YOUR TASK » Your answer is to be every line of the material that includes the string "Number".

PROVIDED RECORDS »
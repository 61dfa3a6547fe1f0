use crate::discovery::discover_dicom_files;
use crate::error::{DcmMergeError, Result};
use crate::extraction::RecordExtractor;
use crate::observer::{RunEvent, RunObserver};
use crate::table::{TableWriter, TABLE_EXTENSION};
use crate::types::{parse_tag_identifier, FieldSpec, FieldValue};
use std::fmt;
use std::fs;
use std::path::{Path, PathBuf};
use std::time::{Duration, Instant};

/// Directory holding default output tables
pub const DEFAULT_OUTPUT_DIR: &str = "results";

/// Merges the metadata of a DICOM directory tree into one table
///
/// A run walks the root directory, extracts one row per readable file and
/// streams it to the destination table. Unreadable files and unresolvable
/// fields are recovered locally; missing configuration, an empty input tree
/// and an unwritable destination end the run with an error.
///
/// # Example
///
/// ```no_run
/// use dcmmerge_core::{DicomMerger, FieldSpec, LogObserver};
/// use std::path::Path;
///
/// let spec = FieldSpec::from_path("selected_tags.json").unwrap();
/// let report = DicomMerger::new(spec)
///     .run(Path::new("/data/study"), None, &mut LogObserver)
///     .unwrap();
///
/// println!("{} rows written to {}", report.written, report.destination.display());
/// ```
#[derive(Debug, Clone)]
pub struct DicomMerger {
    spec: FieldSpec,
    output_dir: PathBuf,
}

impl DicomMerger {
    pub fn new(spec: FieldSpec) -> Self {
        Self {
            spec,
            output_dir: PathBuf::from(DEFAULT_OUTPUT_DIR),
        }
    }

    /// Sets the directory of the default destination (`results` otherwise)
    pub fn with_output_dir<P: Into<PathBuf>>(mut self, output_dir: P) -> Self {
        self.output_dir = output_dir.into();
        self
    }

    /// Runs discovery, extraction and writing in a single pass
    ///
    /// `output` overrides the destination; when omitted it is derived from
    /// the root directory's name inside the output directory (see
    /// [`resolve_destination`]).
    ///
    /// # Errors
    ///
    /// - [`DcmMergeError::NoInput`] if no DICOM files are found; no output
    ///   file is created in that case
    /// - [`DcmMergeError::Io`] if the destination cannot be written
    pub fn run(
        &self,
        root: &Path,
        output: Option<&Path>,
        observer: &mut dyn RunObserver,
    ) -> Result<RunReport> {
        let start = Instant::now();
        let destination = resolve_destination(root, output, &self.output_dir);

        observer.on_event(RunEvent::Started {
            root,
            destination: &destination,
        });

        if !root.exists() {
            observer.on_event(RunEvent::RootMissing { root });
        }

        if let Some(parent) = destination.parent() {
            if !parent.as_os_str().is_empty() {
                fs::create_dir_all(parent)?;
            }
        }

        let invalid_fields = self.invalid_fields(observer);

        let files = discover_dicom_files(root, observer);
        observer.on_event(RunEvent::Discovered { count: files.len() });
        if files.is_empty() {
            return Err(DcmMergeError::NoInput {
                root: root.to_path_buf(),
            });
        }

        let mut writer = TableWriter::create(&destination, &self.spec)?;
        observer.on_event(RunEvent::HeaderWritten {
            columns: writer.columns(),
        });

        let extractor = RecordExtractor::new(&self.spec);
        let mut skipped = Vec::new();

        for path in files.iter().map(PathBuf::as_path) {
            let record = match extractor.extract_file(path) {
                Ok(record) => record,
                Err(e) if !e.is_fatal() => {
                    observer.on_event(RunEvent::FileSkipped { path, error: &e });
                    skipped.push(path.to_path_buf());
                    continue;
                }
                Err(e) => return Err(e),
            };

            for (field, value) in self.spec.fields().iter().zip(&record.values) {
                let reason = match value {
                    FieldValue::Present(_) => continue,
                    FieldValue::Missing => "not present",
                    FieldValue::InvalidIdentifier(reason) => reason.as_str(),
                };
                observer.on_event(RunEvent::FieldUnresolved {
                    path,
                    field: &field.name,
                    reason,
                });
            }

            writer.write_record(&record)?;
            observer.on_event(RunEvent::RecordWritten { path });
        }

        let written = writer.rows();
        writer.finish()?;

        let report = RunReport {
            root: root.to_path_buf(),
            destination,
            discovered: files.len(),
            written,
            skipped,
            invalid_fields,
            elapsed: start.elapsed(),
        };

        observer.on_event(RunEvent::Finished {
            written: report.written,
            skipped: report.skipped.len(),
            elapsed: report.elapsed,
        });

        Ok(report)
    }

    /// Reports fields whose identifier can never resolve, once per run
    fn invalid_fields(&self, observer: &mut dyn RunObserver) -> Vec<String> {
        let mut invalid = Vec::new();
        for field in self.spec.fields() {
            if let Err(error) = parse_tag_identifier(&field.identifier) {
                observer.on_event(RunEvent::InvalidField {
                    field: &field.name,
                    error: &error,
                });
                invalid.push(field.name.clone());
            }
        }
        invalid
    }
}

/// Resolves the output table path
///
/// Without an explicit output, the table goes to
/// `<output_dir>/<root directory name>.csv`. An explicit output lacking the
/// `.csv` suffix gets it appended.
pub fn resolve_destination(
    root: &Path,
    output: Option<&Path>,
    output_dir: &Path,
) -> PathBuf {
    match output {
        Some(path) => with_table_extension(path),
        None => output_dir.join(format!("{}.{}", root_name(root), TABLE_EXTENSION)),
    }
}

fn with_table_extension(path: &Path) -> PathBuf {
    let suffix = format!(".{}", TABLE_EXTENSION);
    if path.to_string_lossy().ends_with(&suffix) {
        path.to_path_buf()
    } else {
        let mut os = path.as_os_str().to_os_string();
        os.push(suffix);
        PathBuf::from(os)
    }
}

/// Final path segment of the root, e.g. `study` for `/data/study/`
fn root_name(root: &Path) -> String {
    root.file_name()
        .map(|n| n.to_string_lossy().into_owned())
        .or_else(|| {
            root.canonicalize()
                .ok()
                .and_then(|p| p.file_name().map(|n| n.to_string_lossy().into_owned()))
        })
        .unwrap_or_else(|| "dataset".to_string())
}

/// Overall outcome of a run that reached the end of its input
#[derive(Debug, Clone, Copy, PartialEq, Eq)]
#[cfg_attr(feature = "json", derive(serde::Serialize))]
pub enum RunStatus {
    /// Every discovered file produced a row
    Complete,

    /// Some files were skipped
    Partial,
}

impl fmt::Display for RunStatus {
    fn fmt(&self, f: &mut fmt::Formatter<'_>) -> fmt::Result {
        match self {
            RunStatus::Complete => write!(f, "complete"),
            RunStatus::Partial => write!(f, "partial"),
        }
    }
}

/// Summary of a finished run
#[derive(Debug, Clone, PartialEq)]
#[cfg_attr(feature = "json", derive(serde::Serialize))]
pub struct RunReport {
    /// Root directory that was scanned
    pub root: PathBuf,

    /// Table that was written
    pub destination: PathBuf,

    /// Number of DICOM files found
    pub discovered: usize,

    /// Number of data rows written
    pub written: usize,

    /// Files that could not be decoded
    pub skipped: Vec<PathBuf>,

    /// Fields with a malformed identifier (empty in every row)
    pub invalid_fields: Vec<String>,

    /// Wall-clock duration of the run
    pub elapsed: Duration,
}

impl RunReport {
    pub fn status(&self) -> RunStatus {
        if self.skipped.is_empty() {
            RunStatus::Complete
        } else {
            RunStatus::Partial
        }
    }
}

RESPONSE TO THIS TASK »
    /// Number of DICOM files found
    /// Number of data rows written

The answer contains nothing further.